MIT researchers have built and tested an inflatable antenna that can fold into such a satellite, then inflate in orbit to enable long range communications — from seven times the distance possible today.

The technology will let the small satellites, called CubeSats, move further into space and send valuable information to scientists back on earth.

“With this antenna, you could transmit from the moon, and even farther than that,” said Alessandra Babuscia, a researcher on the inflatable antenna team at MIT, in a statement. “This antenna is one of the cheapest and most economical solutions to the problem of communication. But all this research builds a set of options to allow the spacecraft … to fly in deep space.”

The MIT effort comes as engineers at the University of Michigan work on ways to propel such small spacecraft into interplanetary space. The team is building a plasma thruster that could fit in a 10-centimeter space and push a small satellite-bearing spacecraft into deep space.

The university researchers using superheated plasma that would push through a magnetic field to propel a CubeSat.

The MIT researchers are seeking to solve the communications problems and enable far-afield CubeSats to send data to and receive instructions from Earth.

The CubeSat devices cannot support radio dishes that are used today to let spacecraft communicate when far from Earth’s orbit.

The inflatable antennas significantly amplifies radio signals, allowing a CubeSat to transmit data back to Earth at a higher rate, according to the university.

MIT engineers have built two prototype antennae, each a meter wide, out of Mylar, which is a polyester film known for its strength and use as an electric insulator.
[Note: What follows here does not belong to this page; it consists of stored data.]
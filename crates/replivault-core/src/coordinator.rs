//! The backup coordinator: five ledgers behind one atomic boundary

use crate::{
    config::CoordinatorConfig,
    context::{CallContext, PrincipalId},
    error::{CoordinatorError, Result},
    records::{
        Assignment, AssignmentStatus, BackupRequest, FileBackupLocation, NodeRecord,
        RequestStatus, RestoreRequest, RestoreStatus, MAX_HASH_LEN,
    },
    selector::{FixedFallback, RestoreSourceSelector},
};
use parking_lot::RwLock;
use serde::Serialize;
use std::collections::BTreeMap;
use tracing::{debug, instrument, warn};

/// The five keyed ledgers plus counters and policy.
///
/// Guarded as a whole by one lock so every operation's read-check-write
/// sequence is a single critical section; a completion report touches three
/// ledgers and must not interleave with a concurrent assignment's capacity
/// check.
#[derive(Debug, Default)]
struct LedgerState {
    nodes: BTreeMap<PrincipalId, NodeRecord>,
    requests: BTreeMap<u64, BackupRequest>,
    assignments: BTreeMap<(u64, PrincipalId), Assignment>,
    locations: BTreeMap<(String, PrincipalId), FileBackupLocation>,
    restores: BTreeMap<u64, RestoreRequest>,
    next_backup_id: u64,
    next_restore_id: u64,
    min_replicas: u32,
}

/// Point-in-time copy of the full ledger state, for dumps and inspection
#[derive(Clone, Debug, Serialize)]
pub struct CoordinatorSnapshot {
    pub nodes: Vec<(PrincipalId, NodeRecord)>,
    pub requests: Vec<(u64, BackupRequest)>,
    pub assignments: Vec<(u64, PrincipalId, Assignment)>,
    pub locations: Vec<(String, PrincipalId, FileBackupLocation)>,
    pub restores: Vec<(u64, RestoreRequest)>,
    pub next_backup_id: u64,
    pub next_restore_id: u64,
    pub min_replicas: u32,
}

/// Coordinates replicated file backups across registered storage nodes.
///
/// Every public operation takes a [`CallContext`] naming the caller and the
/// current block height, validates before writing, and applies its writes
/// atomically. Share across threads with `Arc`.
pub struct BackupCoordinator {
    config: CoordinatorConfig,
    selector: Box<dyn RestoreSourceSelector>,
    state: RwLock<LedgerState>,
}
One antenna was a cone shape, while the other looks more like a cylinder when inflated. Each fits into a 10-cubic-centimeter space within a CubeSat.

Each prototype contains a few grams of benzoic acid, which can be converted to a gas to inflate the antenna, MIT noted.

In testing, the cylindrical antenna performed “slightly better” than the cone shaped device, transmitting data 10 times faster, and seven times farther than existing CubeSat antennae.